● EXERCISE DATA

=== Begin Enclosure ===

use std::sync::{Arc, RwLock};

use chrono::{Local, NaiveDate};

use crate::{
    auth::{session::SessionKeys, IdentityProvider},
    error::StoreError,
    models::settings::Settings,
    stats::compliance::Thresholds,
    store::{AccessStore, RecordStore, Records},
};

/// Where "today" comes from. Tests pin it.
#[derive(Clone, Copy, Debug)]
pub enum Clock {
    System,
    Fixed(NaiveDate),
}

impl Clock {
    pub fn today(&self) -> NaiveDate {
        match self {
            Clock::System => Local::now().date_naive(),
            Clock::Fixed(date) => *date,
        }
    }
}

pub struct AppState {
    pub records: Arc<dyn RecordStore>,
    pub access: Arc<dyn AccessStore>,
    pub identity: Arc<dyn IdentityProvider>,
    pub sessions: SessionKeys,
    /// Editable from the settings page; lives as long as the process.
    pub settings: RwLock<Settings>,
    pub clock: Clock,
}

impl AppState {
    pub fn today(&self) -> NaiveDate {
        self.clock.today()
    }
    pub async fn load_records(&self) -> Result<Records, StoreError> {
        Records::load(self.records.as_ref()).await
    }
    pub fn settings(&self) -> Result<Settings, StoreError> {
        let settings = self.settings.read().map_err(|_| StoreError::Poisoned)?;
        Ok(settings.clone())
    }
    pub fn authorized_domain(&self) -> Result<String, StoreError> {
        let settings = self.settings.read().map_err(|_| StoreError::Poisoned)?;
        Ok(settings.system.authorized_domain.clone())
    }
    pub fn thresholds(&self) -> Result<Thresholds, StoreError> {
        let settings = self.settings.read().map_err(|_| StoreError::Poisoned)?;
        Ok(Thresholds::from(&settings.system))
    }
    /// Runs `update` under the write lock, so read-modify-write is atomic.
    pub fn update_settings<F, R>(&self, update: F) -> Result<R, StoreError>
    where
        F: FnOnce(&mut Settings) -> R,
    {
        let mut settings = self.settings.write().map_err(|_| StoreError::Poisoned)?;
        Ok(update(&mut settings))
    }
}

=== End Enclosure ===
=== Begin Enclosure ===

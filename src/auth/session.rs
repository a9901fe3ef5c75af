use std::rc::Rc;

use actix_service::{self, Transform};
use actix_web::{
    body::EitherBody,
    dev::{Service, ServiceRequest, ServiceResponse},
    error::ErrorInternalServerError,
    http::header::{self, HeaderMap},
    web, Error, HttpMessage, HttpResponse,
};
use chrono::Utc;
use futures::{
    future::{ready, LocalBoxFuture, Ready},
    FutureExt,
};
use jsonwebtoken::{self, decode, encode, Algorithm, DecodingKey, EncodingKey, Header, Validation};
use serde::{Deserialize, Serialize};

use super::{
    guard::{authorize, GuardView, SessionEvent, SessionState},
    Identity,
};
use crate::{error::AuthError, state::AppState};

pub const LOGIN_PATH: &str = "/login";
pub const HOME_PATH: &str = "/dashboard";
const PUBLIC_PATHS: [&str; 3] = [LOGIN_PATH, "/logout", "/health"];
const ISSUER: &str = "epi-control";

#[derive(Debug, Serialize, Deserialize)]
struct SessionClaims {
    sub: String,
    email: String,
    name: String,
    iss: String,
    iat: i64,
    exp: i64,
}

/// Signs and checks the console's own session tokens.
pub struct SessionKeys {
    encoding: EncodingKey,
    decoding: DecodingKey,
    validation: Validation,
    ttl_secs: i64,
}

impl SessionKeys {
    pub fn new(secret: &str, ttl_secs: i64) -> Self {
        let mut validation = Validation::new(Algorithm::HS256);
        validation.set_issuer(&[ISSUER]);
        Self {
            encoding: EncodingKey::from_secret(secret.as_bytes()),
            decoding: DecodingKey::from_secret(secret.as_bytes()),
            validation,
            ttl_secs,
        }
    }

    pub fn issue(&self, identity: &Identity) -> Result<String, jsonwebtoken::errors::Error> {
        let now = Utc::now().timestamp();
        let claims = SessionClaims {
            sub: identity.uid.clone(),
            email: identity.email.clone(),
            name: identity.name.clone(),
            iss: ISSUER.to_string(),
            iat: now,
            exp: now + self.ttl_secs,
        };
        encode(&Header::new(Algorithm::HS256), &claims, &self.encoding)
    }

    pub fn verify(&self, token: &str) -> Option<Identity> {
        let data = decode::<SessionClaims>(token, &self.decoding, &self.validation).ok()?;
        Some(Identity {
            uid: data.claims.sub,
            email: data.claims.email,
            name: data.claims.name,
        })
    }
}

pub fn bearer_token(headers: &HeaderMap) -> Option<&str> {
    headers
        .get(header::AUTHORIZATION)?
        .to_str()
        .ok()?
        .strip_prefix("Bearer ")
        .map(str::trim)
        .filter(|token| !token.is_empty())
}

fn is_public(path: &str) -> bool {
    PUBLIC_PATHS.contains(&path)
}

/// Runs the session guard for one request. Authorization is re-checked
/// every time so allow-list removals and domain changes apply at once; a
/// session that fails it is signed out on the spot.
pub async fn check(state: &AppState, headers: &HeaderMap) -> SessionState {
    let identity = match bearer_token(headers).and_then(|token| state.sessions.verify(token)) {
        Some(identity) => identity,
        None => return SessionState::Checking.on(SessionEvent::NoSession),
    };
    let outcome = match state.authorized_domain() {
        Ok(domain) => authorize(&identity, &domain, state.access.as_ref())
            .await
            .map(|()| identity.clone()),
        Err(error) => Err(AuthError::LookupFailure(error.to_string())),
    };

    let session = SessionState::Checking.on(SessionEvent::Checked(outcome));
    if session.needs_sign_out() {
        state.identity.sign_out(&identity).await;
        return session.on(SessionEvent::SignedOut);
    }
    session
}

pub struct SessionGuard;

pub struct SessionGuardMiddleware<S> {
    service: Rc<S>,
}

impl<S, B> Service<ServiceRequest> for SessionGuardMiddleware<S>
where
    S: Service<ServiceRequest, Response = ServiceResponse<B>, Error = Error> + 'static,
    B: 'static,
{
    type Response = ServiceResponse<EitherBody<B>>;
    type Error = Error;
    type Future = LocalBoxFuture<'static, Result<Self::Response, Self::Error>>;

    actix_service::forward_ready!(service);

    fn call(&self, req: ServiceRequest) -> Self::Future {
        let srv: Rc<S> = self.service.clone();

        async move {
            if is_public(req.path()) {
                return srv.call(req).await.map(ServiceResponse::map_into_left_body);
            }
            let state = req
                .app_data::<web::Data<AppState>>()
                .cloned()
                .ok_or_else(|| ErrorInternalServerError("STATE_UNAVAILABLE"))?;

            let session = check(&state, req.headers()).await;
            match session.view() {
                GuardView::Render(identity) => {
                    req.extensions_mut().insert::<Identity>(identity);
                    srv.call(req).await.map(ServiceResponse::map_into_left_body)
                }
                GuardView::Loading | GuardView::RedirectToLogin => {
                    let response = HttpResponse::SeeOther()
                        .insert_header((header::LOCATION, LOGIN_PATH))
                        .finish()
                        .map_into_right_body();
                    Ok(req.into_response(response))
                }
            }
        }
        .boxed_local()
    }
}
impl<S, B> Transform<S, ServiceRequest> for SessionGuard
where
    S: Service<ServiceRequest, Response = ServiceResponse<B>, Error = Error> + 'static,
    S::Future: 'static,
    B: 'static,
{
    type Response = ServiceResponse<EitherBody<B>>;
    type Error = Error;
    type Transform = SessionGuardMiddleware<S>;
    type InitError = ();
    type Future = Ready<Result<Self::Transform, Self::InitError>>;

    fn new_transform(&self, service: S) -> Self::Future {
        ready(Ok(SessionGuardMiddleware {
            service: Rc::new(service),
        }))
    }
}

=== End Enclosure ===

● PROBLEM REQUIREMENTS
Nothing but a number is asked for: how many lines of the records contain the word "verify"?

● REPLY
2